9
15 Comments

How I Used Reddit to Double My Newsletter Subscribers

Reddit is an excellent place for two things:

1 - Getting a massive amount of traffic from a viral post

It requires many things to happen. The perfect post with the perfect title on the perfect subreddit and a bit of luck. That's hard to do, and even people who have done it before can't do it again. It's not easy.

2 - Getting your first customers/subscribers and validate your ideas

This is for everyone. You don't need any luck. Just to know a little bit about Reddit and find the best approach to follow.

For the last couple of months, I've spent hours analyzing what works and what doesn't on Reddit—trying to understand the magic behind promoting while adding value to the platform.

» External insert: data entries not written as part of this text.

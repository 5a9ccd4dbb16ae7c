#![allow(missing_docs)]

use std::sync::{Arc, Barrier};
use std::thread;
use std::time::{Duration, Instant};

use pagecache::metrics::CounterMetrics;
use pagecache::{CacheError, CacheOptions, CreatedSession, Result, SessionCache, VecSource};

fn options(max_sessions: usize, expired_secs: u64, cleanup_idle_secs: u64) -> CacheOptions {
    CacheOptions {
        cleanup_idle_secs,
        expired_secs,
        max_sessions,
        records_per_page: 2,
        buffer_pages: 3,
        max_swap_records: 1_000,
        max_wait_ms: 500,
        swap_dir: None,
        in_memory_swap: true,
    }
}

fn create(cache: &SessionCache, n: usize) -> Result<Option<CreatedSession>> {
    cache.create_session(Box::new(VecSource::new((0..n).map(|i| format!("r{i}")))))
}

#[test]
fn full_registry_rejects_new_sessions() -> Result<()> {
    let metrics = Arc::new(CounterMetrics::default());
    let cache = SessionCache::with_metrics(options(1, 0, 0), metrics.clone())?;
    let first = create(&cache, 20)?.expect("records");
    let key = first.session_key().cloned().expect("registered");

    let err = create(&cache, 20).err().expect("registry is full");
    assert!(matches!(err, CacheError::Unavailable(_)));
    assert!(err.is_retryable());
    assert_eq!(cache.len(), 1);
    assert_eq!(CounterMetrics::get(&metrics.sessions_rejected), 1);

    // single-page results never need a slot
    let single = create(&cache, 2)?.expect("records");
    assert!(matches!(single, CreatedSession::Single(_)));

    assert!(cache.remove_session(&key)?);
    assert!(create(&cache, 20)?.is_some());
    cache.shutdown();
    Ok(())
}

#[test]
fn concurrent_creation_respects_capacity() -> Result<()> {
    let cache = Arc::new(SessionCache::open(options(1, 0, 0))?);
    let barrier = Arc::new(Barrier::new(2));
    let handles: Vec<_> = (0..2)
        .map(|_| {
            let cache = Arc::clone(&cache);
            let barrier = Arc::clone(&barrier);
            thread::spawn(move || {
                barrier.wait();
                create(&cache, 30).map(|created| created.is_some())
            })
        })
        .collect();
    let outcomes: Vec<Result<bool>> = handles
        .into_iter()
        .map(|handle| handle.join().expect("creator thread"))
        .collect();
    let registered = outcomes.iter().filter(|o| matches!(o, Ok(true))).count();
    let rejected = outcomes
        .iter()
        .filter(|o| matches!(o, Err(CacheError::Unavailable(_))))
        .count();
    assert_eq!((registered, rejected), (1, 1));
    assert_eq!(cache.len(), 1);
    cache.shutdown();
    Ok(())
}

#[test]
fn idle_session_expires_after_sweep() -> Result<()> {
    let metrics = Arc::new(CounterMetrics::default());
    let cache = SessionCache::with_metrics(options(4, 1, 0), metrics.clone())?;
    let created = create(&cache, 20)?.expect("records");
    let key = created.session_key().cloned().expect("registered");
    let CreatedSession::Paged(session) = created else {
        panic!("expected a paged session");
    };

    assert_eq!(cache.sweep_now()?.expired, 0);
    assert!(cache.get_session(&key).is_ok());

    thread::sleep(Duration::from_millis(1_200));
    assert!(session.is_expired());
    let stats = cache.sweep_now()?;
    assert_eq!(stats.expired, 1);
    assert!(matches!(cache.get_session(&key), Err(CacheError::Expired)));
    assert!(matches!(cache.get_page(&key, 0), Err(CacheError::Expired)));
    assert!(session.is_destroyed());
    assert_eq!(CounterMetrics::get(&metrics.sessions_expired), 1);
    cache.shutdown();
    Ok(())
}

#[test]
fn background_sweeper_removes_expired_sessions() -> Result<()> {
    let cache = SessionCache::open(options(4, 1, 1))?;
    let created = create(&cache, 20)?.expect("records");
    let key = created.session_key().cloned().expect("registered");
    drop(created);

    let deadline = Instant::now() + Duration::from_secs(10);
    while cache.get_session(&key).is_ok() {
        assert!(Instant::now() < deadline, "sweeper never removed the session");
        thread::sleep(Duration::from_millis(50));
    }
    assert!(cache.is_empty());
    cache.shutdown();
    Ok(())
}

#[test]
fn access_keeps_a_session_alive() -> Result<()> {
    let cache = SessionCache::open(options(4, 1, 0))?;
    let key = create(&cache, 20)?
        .and_then(|created| created.session_key().cloned())
        .expect("registered");
    for _ in 0..4 {
        thread::sleep(Duration::from_millis(400));
        cache.get_page(&key, 1)?;
        cache.sweep_now()?;
    }
    assert!(cache.get_session(&key).is_ok());
    cache.shutdown();
    Ok(())
}

#[test]
fn clear_destroys_everything() -> Result<()> {
    let cache = SessionCache::open(options(4, 0, 0))?;
    let mut sessions = Vec::new();
    for _ in 0..3 {
        if let Some(CreatedSession::Paged(session)) = create(&cache, 50)? {
            sessions.push(session);
        }
    }
    assert_eq!(cache.len(), 3);
    assert_eq!(cache.describe().len(), 3);
    cache.clear();
    assert!(cache.is_empty());
    assert_eq!(cache.invalid_len(), 0);
    assert!(sessions.iter().all(|session| session.is_destroyed()));
    for session in &sessions {
        assert!(matches!(session.get_page(0), Err(CacheError::Expired)));
    }
    cache.shutdown();
    Ok(())
}

#[test]
fn unknown_key_is_expired() -> Result<()> {
    let cache = SessionCache::open(options(2, 0, 0))?;
    let err = cache.get_page(&"deadbeef".into(), 0).unwrap_err();
    assert!(matches!(err, CacheError::Expired));
    cache.shutdown();
    Ok(())
}
//! Background sweep of parked and expired sessions.

use std::sync::Arc;
use std::thread::{self, JoinHandle};

use tracing::{debug, trace};

use super::CacheInner;
use crate::primitives::concurrency::Wake;
use crate::types::Result;

pub(super) fn spawn(inner: Arc<CacheInner>) -> Result<JoinHandle<()>> {
    let handle = thread::Builder::new()
        .name("pagecache-sweeper".to_owned())
        .spawn(move || sweep_loop(inner))?;
    Ok(handle)
}

fn sweep_loop(inner: Arc<CacheInner>) {
    let interval = inner.options.cleanup_interval();
    loop {
        let wake = inner.sweep_signal.wait(interval);
        if wake == Wake::Stopped {
            break;
        }
        match inner.sweep() {
            Ok(stats) => {
                if stats.is_empty() {
                    trace!(?wake, "cache.sweep.idle");
                } else {
                    debug!(
                        reclaimed = stats.reclaimed,
                        expired = stats.expired,
                        parked = stats.parked,
                        "cache.sweep.finish"
                    );
                }
                if tracing::enabled!(tracing::Level::TRACE) {
                    for line in inner.describe() {
                        trace!(session = %line, "cache.sweep.session");
                    }
                }
            }
            Err(err) => debug!(error = %err, "cache.sweep.deferred"),
        }
    }
    trace!("cache.sweeper.exit");
}
#![forbid(unsafe_code)]

//! Append-only swap holding a session's complete ordered record sequence.
//!
//! Records are stored as frames: a 4-byte big-endian payload length, a
//! 4-byte CRC32 of the payload, then the UTF-8 payload. Frame start offsets
//! are kept in memory so any record range can be read without scanning.

use std::path::Path;
use std::sync::Arc;

use tempfile::TempPath;
use tracing::{debug, warn};

use crate::options::SwapPlacement;
use crate::primitives::io::{FileIo, MemFileIo, StdFileIo};
use crate::types::{CacheError, Result, SessionKey};

const FRAME_HEADER_LEN: usize = 8;

enum Backing {
    File(Option<TempPath>),
    Shared(Arc<dyn FileIo>),
}

/// Secondary store for one session.
pub struct SwapStore {
    key: SessionKey,
    backing: Backing,
    io: Option<Arc<dyn FileIo>>,
    offsets: Vec<u64>,
    append_offset: u64,
    max_records: usize,
    size: usize,
}

impl SwapStore {
    /// Allocates swap space for `key` according to `placement`.
    pub fn create(key: &SessionKey, placement: &SwapPlacement, max_records: usize) -> Result<Self> {
        let backing = match placement {
            SwapPlacement::Dir(dir) => {
                let file = tempfile::Builder::new()
                    .prefix(&format!("swap-{key}-"))
                    .suffix(".swap")
                    .tempfile_in(dir)
                    .map_err(CacheError::from)?;
                Backing::File(Some(file.into_temp_path()))
            }
            SwapPlacement::Memory => Backing::Shared(Arc::new(MemFileIo::new())),
        };
        Ok(Self::with_backing(key, backing, max_records))
    }

    /// Uses a caller-provided medium.
    pub fn with_io(key: &SessionKey, io: Arc<dyn FileIo>, max_records: usize) -> Self {
        Self::with_backing(key, Backing::Shared(io), max_records)
    }

    fn with_backing(key: &SessionKey, backing: Backing, max_records: usize) -> Self {
        Self {
            key: key.clone(),
            backing,
            io: None,
            offsets: Vec::new(),
            append_offset: 0,
            max_records,
            size: 0,
        }
    }

    /// Path of the swap file, if file-backed and not yet cleaned up.
    pub fn path(&self) -> Option<&Path> {
        match &self.backing {
            Backing::File(Some(path)) => Some(&**path),
            _ => None,
        }
    }

    /// Opens the underlying medium. Idempotent while open.
    pub fn open(&mut self) -> Result<()> {
        self.io().map(|_| ())
    }

    /// Returns true while a handle is held.
    pub fn is_open(&self) -> bool {
        self.io.is_some()
    }

    fn io(&mut self) -> Result<Arc<dyn FileIo>> {
        if let Some(io) = &self.io {
            return Ok(Arc::clone(io));
        }
        let io: Arc<dyn FileIo> = match &self.backing {
            Backing::File(Some(path)) => Arc::new(StdFileIo::open(path)?),
            Backing::File(None) => return Err(CacheError::Invalid("swap already cleaned up")),
            Backing::Shared(io) => Arc::clone(io),
        };
        self.io = Some(Arc::clone(&io));
        Ok(io)
    }

    /// Records appended so far.
    pub fn stored(&self) -> usize {
        self.offsets.len()
    }

    /// Final record count; 0 while the build is in progress or if it failed.
    pub fn size(&self) -> usize {
        self.size
    }

    /// Appends one record. Returns `false` without writing once the cap is reached.
    pub fn append(&mut self, raw: &str) -> Result<bool> {
        if self.offsets.len() >= self.max_records {
            return Ok(false);
        }
        self.write_frame(raw)?;
        Ok(true)
    }

    fn write_frame(&mut self, raw: &str) -> Result<()> {
        let io = self.io()?;
        let payload = raw.as_bytes();
        let len = u32::try_from(payload.len()).map_err(|_| CacheError::Invalid("record too large"))?;
        let mut frame = Vec::with_capacity(FRAME_HEADER_LEN + payload.len());
        frame.extend_from_slice(&len.to_be_bytes());
        frame.extend_from_slice(&crc32fast::hash(payload).to_be_bytes());
        frame.extend_from_slice(payload);
        io.write_at(self.append_offset, &frame)?;
        self.offsets.push(self.append_offset);
        self.append_offset += frame.len() as u64;
        Ok(())
    }

    /// Appends records that were consumed before the build started.
    ///
    /// Seeded records are always stored, even past the cap; the cap only
    /// limits what [`build_swap`](Self::build_swap) pulls afterwards.
    pub fn seed(&mut self, records: &[String]) -> Result<()> {
        for record in records {
            self.write_frame(record)?;
        }
        Ok(())
    }

    /// Drains `next` into the store until it is exhausted, the cap is hit, or
    /// `cancelled` reports true. Publishes the final size on success.
    pub fn build_swap<F, C>(&mut self, mut next: F, cancelled: C) -> Result<usize>
    where
        F: FnMut() -> Result<Option<String>>,
        C: Fn() -> bool,
    {
        self.open()?;
        loop {
            if cancelled() {
                debug!(key = %self.key, stored = self.offsets.len(), "swap.build.cancelled");
                return Err(CacheError::Unavailable("swap build cancelled"));
            }
            if self.offsets.len() >= self.max_records {
                warn!(
                    key = %self.key,
                    max_records = self.max_records,
                    "swap.build.truncated"
                );
                break;
            }
            match next()? {
                Some(record) => {
                    self.append(&record)?;
                }
                None => break,
            }
        }
        if let Some(io) = &self.io {
            io.sync_all()?;
        }
        self.size = self.offsets.len();
        debug!(key = %self.key, records = self.size, "swap.build.complete");
        Ok(self.size)
    }

    /// Lazily reads up to `count` records starting at record `offset`.
    pub fn get_records(&mut self, offset: usize, count: usize) -> Result<SwapRecords<'_>> {
        let io = self.io()?;
        let start = offset.min(self.offsets.len());
        let end = offset.saturating_add(count).min(self.offsets.len());
        Ok(SwapRecords {
            io,
            offsets: &self.offsets[start..end],
        })
    }

    /// Drops the open handle; stored data is kept.
    pub fn close(&mut self) -> Result<()> {
        if let Some(io) = self.io.take() {
            if matches!(self.backing, Backing::File(_)) {
                io.sync_all()?;
            }
        }
        Ok(())
    }

    /// Releases the handle and deletes stored data. Safe to call repeatedly.
    pub fn cleanup(&mut self) -> Result<()> {
        self.io = None;
        self.offsets.clear();
        self.append_offset = 0;
        self.size = 0;
        match &mut self.backing {
            Backing::File(path) => {
                if let Some(path) = path.take() {
                    path.close().map_err(CacheError::from)?;
                }
            }
            Backing::Shared(io) => io.truncate(0)?,
        }
        Ok(())
    }
}

/// Finite, non-restartable iterator over a record range of a [`SwapStore`].
pub struct SwapRecords<'a> {
    io: Arc<dyn FileIo>,
    offsets: &'a [u64],
}

impl SwapRecords<'_> {
    fn read_frame(&self, off: u64) -> Result<String> {
        let mut header = [0u8; FRAME_HEADER_LEN];
        self.io.read_at(off, &mut header)?;
        let (len_bytes, crc_bytes) = header.split_at(4);
        let len = u32::from_be_bytes(
            len_bytes
                .try_into()
                .map_err(|_| CacheError::Corruption("swap frame header truncated"))?,
        );
        let stored_crc = u32::from_be_bytes(
            crc_bytes
                .try_into()
                .map_err(|_| CacheError::Corruption("swap frame header truncated"))?,
        );
        let mut payload = vec![0u8; len as usize];
        self.io.read_at(off + FRAME_HEADER_LEN as u64, &mut payload)?;
        if crc32fast::hash(&payload) != stored_crc {
            return Err(CacheError::Corruption("swap frame crc mismatch"));
        }
        String::from_utf8(payload).map_err(|_| CacheError::Corruption("swap frame not utf-8"))
    }
}

impl Iterator for SwapRecords<'_> {
    type Item = Result<String>;

    fn next(&mut self) -> Option<Self::Item> {
        let (&off, rest) = self.offsets.split_first()?;
        self.offsets = rest;
        Some(self.read_frame(off))
    }

    fn size_hint(&self) -> (usize, Option<usize>) {
        (self.offsets.len(), Some(self.offsets.len()))
    }
}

Today I want to tell you how I applied the second approach to validate an idea and how I doubled my email subscribers so you can do the same.

Some Context

I started a newsletter 15 days ago. The newsletter is about my path to freedom. My learnings, what works, and what doesn’t work. Having freedom includes money, an important piece, a good lifestyle, traveling, cooking, reading, writing, drinking good coffee, etc.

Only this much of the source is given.